Records excerpted from a collection:

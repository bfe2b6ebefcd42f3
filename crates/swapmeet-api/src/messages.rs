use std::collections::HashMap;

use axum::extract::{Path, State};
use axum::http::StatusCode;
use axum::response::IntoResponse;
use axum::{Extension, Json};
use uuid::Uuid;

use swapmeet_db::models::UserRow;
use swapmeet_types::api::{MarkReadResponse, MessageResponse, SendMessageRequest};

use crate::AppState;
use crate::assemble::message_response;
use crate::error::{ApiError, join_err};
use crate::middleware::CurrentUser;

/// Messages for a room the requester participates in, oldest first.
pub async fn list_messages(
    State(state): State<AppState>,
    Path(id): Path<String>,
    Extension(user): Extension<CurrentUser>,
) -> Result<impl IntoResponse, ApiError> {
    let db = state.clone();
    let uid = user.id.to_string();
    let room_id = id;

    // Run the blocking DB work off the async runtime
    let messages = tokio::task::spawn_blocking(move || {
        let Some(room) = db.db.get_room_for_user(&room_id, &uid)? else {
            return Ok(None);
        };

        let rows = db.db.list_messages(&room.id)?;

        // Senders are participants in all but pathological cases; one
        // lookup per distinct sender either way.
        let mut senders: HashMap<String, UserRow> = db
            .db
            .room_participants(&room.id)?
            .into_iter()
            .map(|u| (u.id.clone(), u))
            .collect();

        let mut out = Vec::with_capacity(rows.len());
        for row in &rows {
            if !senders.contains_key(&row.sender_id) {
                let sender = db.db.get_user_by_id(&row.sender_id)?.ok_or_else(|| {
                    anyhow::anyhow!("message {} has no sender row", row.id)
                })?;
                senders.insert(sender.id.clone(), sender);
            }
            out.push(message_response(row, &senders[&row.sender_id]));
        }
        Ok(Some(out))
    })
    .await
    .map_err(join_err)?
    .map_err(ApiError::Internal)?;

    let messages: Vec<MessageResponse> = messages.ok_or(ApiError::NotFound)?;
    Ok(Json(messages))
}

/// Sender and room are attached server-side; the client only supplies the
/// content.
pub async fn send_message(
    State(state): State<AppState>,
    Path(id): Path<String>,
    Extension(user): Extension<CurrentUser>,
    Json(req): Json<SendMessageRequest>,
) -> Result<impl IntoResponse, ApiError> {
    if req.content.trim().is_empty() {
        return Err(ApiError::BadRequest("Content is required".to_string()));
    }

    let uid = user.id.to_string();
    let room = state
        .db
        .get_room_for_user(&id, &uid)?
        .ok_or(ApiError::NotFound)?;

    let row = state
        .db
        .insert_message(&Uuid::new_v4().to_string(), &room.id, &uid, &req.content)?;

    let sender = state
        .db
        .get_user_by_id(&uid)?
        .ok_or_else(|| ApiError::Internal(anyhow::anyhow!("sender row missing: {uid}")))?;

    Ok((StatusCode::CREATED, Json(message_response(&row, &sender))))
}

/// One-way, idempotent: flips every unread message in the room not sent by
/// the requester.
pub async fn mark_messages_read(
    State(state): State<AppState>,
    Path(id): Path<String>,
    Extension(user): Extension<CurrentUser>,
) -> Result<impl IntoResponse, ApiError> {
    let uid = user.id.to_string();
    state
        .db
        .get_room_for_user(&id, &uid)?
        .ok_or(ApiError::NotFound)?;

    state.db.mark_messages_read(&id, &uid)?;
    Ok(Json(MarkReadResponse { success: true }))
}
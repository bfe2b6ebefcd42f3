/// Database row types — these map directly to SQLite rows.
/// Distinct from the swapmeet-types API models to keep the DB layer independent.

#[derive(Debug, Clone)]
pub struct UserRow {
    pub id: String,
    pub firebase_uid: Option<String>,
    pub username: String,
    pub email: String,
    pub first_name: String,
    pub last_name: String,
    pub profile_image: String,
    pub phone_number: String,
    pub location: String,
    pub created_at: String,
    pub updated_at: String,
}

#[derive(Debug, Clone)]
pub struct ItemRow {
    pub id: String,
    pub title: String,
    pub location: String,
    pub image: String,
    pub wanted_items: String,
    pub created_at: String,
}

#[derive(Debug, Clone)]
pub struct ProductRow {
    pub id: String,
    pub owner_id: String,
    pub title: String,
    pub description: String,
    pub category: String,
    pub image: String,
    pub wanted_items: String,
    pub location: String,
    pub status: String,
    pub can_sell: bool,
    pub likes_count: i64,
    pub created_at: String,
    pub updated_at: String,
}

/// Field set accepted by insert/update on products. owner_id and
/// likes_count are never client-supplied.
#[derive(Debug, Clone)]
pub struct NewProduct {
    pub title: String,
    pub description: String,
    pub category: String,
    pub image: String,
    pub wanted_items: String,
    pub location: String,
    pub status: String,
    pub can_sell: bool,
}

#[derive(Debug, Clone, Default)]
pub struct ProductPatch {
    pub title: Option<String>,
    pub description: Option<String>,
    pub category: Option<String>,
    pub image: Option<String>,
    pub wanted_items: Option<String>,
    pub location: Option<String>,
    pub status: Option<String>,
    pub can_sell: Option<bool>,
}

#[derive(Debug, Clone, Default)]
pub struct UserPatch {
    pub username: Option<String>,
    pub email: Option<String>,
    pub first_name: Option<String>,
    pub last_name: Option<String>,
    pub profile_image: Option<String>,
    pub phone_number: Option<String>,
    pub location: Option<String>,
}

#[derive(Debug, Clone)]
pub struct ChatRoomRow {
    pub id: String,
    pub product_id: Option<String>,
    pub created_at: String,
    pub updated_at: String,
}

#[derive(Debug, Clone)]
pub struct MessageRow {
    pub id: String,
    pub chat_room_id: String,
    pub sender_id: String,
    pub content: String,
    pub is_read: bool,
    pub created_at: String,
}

--

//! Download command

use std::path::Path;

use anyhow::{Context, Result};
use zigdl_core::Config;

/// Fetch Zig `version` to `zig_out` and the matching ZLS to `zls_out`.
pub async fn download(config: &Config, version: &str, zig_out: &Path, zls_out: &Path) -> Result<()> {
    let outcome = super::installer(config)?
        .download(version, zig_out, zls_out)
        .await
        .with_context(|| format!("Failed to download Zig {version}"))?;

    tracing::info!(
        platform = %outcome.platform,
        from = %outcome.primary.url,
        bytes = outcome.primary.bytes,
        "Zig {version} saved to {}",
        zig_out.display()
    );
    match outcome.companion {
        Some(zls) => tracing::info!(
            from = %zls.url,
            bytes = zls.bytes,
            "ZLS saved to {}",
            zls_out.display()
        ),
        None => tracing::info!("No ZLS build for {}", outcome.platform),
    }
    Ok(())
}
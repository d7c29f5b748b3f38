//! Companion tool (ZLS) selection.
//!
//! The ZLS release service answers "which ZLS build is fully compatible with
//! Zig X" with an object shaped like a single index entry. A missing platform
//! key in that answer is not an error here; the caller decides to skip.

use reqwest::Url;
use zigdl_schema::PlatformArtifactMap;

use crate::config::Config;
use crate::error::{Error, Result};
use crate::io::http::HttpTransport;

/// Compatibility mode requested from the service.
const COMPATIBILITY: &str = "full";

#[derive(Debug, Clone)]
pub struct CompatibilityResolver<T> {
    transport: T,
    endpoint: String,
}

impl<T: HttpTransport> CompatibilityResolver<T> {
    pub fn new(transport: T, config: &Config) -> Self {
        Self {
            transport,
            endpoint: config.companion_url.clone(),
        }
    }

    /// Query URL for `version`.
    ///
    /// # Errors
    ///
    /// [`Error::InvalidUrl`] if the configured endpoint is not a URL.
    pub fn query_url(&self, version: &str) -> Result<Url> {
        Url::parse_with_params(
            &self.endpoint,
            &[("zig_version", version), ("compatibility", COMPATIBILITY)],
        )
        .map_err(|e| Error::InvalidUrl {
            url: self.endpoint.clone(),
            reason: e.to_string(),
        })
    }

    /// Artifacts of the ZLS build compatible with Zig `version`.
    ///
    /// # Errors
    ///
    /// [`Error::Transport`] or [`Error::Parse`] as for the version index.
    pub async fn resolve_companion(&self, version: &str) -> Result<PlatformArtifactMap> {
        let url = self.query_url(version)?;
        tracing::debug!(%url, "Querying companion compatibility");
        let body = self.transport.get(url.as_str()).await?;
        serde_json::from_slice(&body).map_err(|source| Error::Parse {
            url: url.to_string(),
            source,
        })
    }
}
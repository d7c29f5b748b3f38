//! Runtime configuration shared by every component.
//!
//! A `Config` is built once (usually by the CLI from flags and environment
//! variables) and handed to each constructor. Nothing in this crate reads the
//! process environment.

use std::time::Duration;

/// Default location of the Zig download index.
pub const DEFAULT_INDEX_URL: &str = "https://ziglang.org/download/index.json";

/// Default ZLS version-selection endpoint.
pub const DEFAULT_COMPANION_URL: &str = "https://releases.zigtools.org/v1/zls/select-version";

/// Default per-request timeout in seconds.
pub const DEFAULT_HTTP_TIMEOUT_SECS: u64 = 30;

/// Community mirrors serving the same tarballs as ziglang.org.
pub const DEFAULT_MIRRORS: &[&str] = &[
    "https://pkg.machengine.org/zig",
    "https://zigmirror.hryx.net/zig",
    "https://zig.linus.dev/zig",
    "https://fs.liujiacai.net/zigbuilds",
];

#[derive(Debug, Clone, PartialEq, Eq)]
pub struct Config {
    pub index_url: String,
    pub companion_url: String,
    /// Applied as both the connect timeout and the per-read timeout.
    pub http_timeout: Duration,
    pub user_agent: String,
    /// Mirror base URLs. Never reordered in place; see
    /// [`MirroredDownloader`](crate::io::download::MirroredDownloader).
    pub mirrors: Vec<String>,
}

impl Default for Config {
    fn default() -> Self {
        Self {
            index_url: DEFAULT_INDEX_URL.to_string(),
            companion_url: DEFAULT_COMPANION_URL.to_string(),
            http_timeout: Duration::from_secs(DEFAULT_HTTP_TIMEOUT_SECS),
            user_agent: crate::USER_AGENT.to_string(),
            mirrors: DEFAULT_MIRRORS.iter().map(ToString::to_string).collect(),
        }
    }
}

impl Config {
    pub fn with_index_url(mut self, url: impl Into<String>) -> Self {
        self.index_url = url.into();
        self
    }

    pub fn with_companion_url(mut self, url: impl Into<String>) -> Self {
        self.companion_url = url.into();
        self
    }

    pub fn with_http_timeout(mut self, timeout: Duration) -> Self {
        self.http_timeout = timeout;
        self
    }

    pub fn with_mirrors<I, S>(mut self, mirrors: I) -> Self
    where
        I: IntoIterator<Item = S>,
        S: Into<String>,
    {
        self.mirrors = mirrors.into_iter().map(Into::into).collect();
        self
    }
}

---

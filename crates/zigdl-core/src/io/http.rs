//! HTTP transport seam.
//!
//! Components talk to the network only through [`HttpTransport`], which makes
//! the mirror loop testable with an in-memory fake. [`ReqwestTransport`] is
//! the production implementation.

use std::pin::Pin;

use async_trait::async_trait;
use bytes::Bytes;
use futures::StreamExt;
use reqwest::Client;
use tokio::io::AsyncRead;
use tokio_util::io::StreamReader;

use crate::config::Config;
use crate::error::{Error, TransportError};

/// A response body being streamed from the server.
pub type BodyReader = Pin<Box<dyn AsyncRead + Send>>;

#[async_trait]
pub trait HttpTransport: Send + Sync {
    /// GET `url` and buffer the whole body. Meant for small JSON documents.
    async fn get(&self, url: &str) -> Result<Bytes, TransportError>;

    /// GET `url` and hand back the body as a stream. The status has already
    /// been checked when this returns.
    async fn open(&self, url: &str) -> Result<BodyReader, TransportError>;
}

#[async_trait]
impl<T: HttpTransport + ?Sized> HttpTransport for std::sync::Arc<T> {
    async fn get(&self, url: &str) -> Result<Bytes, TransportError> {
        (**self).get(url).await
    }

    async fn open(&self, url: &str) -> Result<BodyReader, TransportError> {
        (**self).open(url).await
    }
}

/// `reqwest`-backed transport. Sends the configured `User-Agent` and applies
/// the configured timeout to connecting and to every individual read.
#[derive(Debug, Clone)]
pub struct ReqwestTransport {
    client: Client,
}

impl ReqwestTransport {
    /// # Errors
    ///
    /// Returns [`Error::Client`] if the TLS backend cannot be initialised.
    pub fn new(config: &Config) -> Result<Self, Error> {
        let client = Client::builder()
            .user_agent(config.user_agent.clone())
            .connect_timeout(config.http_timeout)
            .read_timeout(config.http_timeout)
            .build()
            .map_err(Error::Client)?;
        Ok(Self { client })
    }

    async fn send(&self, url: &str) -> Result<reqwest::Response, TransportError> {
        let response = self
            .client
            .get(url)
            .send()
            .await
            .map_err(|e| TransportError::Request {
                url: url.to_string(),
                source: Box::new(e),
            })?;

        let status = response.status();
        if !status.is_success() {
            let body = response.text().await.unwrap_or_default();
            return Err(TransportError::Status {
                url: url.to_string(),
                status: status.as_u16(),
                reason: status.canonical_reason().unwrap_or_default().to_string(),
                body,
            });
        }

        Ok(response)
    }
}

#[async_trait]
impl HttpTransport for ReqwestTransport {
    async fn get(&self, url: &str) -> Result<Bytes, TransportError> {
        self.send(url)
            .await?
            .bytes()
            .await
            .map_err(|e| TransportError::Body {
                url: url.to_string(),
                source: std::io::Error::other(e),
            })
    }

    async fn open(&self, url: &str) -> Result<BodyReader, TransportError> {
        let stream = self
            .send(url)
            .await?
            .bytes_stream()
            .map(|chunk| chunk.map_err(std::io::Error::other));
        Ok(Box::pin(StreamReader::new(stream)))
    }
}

GOAL OF THE EXERCISE: The reply is a bare number: how many lines above include "which".

ANSWER BOX: 2